Within the entries below, the lines from the one with "use std::sync::Arc;" through the one with "async fn run(args: Args)" are to be set down exactly, both ends kept.

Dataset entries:
★ ★ ★
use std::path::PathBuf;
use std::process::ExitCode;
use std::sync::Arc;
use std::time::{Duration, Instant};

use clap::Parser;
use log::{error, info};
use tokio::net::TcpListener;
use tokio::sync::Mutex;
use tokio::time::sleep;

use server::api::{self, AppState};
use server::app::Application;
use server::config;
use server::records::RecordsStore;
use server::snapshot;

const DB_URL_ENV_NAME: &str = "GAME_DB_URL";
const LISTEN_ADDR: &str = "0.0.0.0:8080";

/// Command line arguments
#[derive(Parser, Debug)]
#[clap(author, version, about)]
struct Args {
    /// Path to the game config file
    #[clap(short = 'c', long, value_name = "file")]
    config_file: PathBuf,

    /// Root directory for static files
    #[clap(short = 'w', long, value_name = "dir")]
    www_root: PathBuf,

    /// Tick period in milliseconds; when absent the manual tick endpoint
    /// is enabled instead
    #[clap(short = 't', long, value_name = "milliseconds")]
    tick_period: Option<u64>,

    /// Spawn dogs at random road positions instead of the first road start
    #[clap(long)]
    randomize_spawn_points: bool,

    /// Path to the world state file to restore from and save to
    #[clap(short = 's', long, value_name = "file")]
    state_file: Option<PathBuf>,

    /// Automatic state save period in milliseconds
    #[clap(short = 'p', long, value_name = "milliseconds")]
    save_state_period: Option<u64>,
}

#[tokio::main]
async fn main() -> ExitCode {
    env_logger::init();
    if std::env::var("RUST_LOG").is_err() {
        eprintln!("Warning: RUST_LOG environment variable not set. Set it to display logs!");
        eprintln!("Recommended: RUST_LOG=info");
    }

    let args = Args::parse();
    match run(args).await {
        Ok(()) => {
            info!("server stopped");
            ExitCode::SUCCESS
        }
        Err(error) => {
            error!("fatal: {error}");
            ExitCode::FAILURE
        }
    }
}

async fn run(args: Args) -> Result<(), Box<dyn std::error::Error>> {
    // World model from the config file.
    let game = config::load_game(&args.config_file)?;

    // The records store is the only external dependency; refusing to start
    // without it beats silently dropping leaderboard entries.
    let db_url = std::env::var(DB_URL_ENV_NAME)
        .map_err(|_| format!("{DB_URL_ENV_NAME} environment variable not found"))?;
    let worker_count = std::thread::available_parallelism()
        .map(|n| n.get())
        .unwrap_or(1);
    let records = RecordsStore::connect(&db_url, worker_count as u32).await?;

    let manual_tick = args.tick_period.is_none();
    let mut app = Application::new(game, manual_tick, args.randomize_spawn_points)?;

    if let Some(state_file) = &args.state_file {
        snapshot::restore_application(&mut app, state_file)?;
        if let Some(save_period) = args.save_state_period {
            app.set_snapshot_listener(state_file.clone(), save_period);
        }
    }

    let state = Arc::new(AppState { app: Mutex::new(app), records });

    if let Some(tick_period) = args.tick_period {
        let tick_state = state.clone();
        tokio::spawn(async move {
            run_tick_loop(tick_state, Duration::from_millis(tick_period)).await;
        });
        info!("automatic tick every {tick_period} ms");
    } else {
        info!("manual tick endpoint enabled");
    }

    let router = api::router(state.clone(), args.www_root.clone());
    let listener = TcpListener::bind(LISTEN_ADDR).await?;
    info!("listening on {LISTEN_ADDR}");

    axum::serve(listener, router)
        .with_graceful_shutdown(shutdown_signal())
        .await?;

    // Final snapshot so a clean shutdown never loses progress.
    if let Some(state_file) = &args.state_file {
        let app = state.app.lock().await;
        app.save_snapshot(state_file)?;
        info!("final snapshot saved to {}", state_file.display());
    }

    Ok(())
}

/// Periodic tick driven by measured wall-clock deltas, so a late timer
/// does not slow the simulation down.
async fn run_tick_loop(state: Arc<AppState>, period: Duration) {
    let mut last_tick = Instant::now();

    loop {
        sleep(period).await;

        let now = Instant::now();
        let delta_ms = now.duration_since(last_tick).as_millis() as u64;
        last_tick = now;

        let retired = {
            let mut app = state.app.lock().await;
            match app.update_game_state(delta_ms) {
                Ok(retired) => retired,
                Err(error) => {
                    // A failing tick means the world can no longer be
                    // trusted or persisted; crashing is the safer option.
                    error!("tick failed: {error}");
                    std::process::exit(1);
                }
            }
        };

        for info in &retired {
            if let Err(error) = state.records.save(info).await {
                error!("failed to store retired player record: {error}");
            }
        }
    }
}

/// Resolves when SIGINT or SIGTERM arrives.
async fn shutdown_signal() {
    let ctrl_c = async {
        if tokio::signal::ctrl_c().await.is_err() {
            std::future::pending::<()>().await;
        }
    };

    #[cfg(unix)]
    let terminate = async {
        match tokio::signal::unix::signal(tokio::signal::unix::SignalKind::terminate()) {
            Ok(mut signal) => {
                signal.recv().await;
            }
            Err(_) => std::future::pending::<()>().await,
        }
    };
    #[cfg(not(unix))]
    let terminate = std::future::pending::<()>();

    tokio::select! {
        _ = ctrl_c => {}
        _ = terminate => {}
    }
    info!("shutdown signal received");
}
★ ★ ★
* Task output *
use std::sync::Arc;
use std::time::{Duration, Instant};

use clap::Parser;
use log::{error, info};
use tokio::net::TcpListener;
use tokio::sync::Mutex;
use tokio::time::sleep;

use server::api::{self, AppState};
use server::app::Application;
use server::config;
use server::records::RecordsStore;
use server::snapshot;

const DB_URL_ENV_NAME: &str = "GAME_DB_URL";
const LISTEN_ADDR: &str = "0.0.0.0:8080";

/// Command line arguments
#[derive(Parser, Debug)]
#[clap(author, version, about)]
struct Args {
    /// Path to the game config file
    #[clap(short = 'c', long, value_name = "file")]
    config_file: PathBuf,

    /// Root directory for static files
    #[clap(short = 'w', long, value_name = "dir")]
    www_root: PathBuf,

    /// Tick period in milliseconds; when absent the manual tick endpoint
    /// is enabled instead
    #[clap(short = 't', long, value_name = "milliseconds")]
    tick_period: Option<u64>,

    /// Spawn dogs at random road positions instead of the first road start
    #[clap(long)]
    randomize_spawn_points: bool,

    /// Path to the world state file to restore from and save to
    #[clap(short = 's', long, value_name = "file")]
    state_file: Option<PathBuf>,

    /// Automatic state save period in milliseconds
    #[clap(short = 'p', long, value_name = "milliseconds")]
    save_state_period: Option<u64>,
}

#[tokio::main]
async fn main() -> ExitCode {
    env_logger::init();
    if std::env::var("RUST_LOG").is_err() {
        eprintln!("Warning: RUST_LOG environment variable not set. Set it to display logs!");
        eprintln!("Recommended: RUST_LOG=info");
    }

    let args = Args::parse();
    match run(args).await {
        Ok(()) => {
            info!("server stopped");
            ExitCode::SUCCESS
        }
        Err(error) => {
            error!("fatal: {error}");
            ExitCode::FAILURE
        }
    }
}

async fn run(args: Args) -> Result<(), Box<dyn std::error::Error>> {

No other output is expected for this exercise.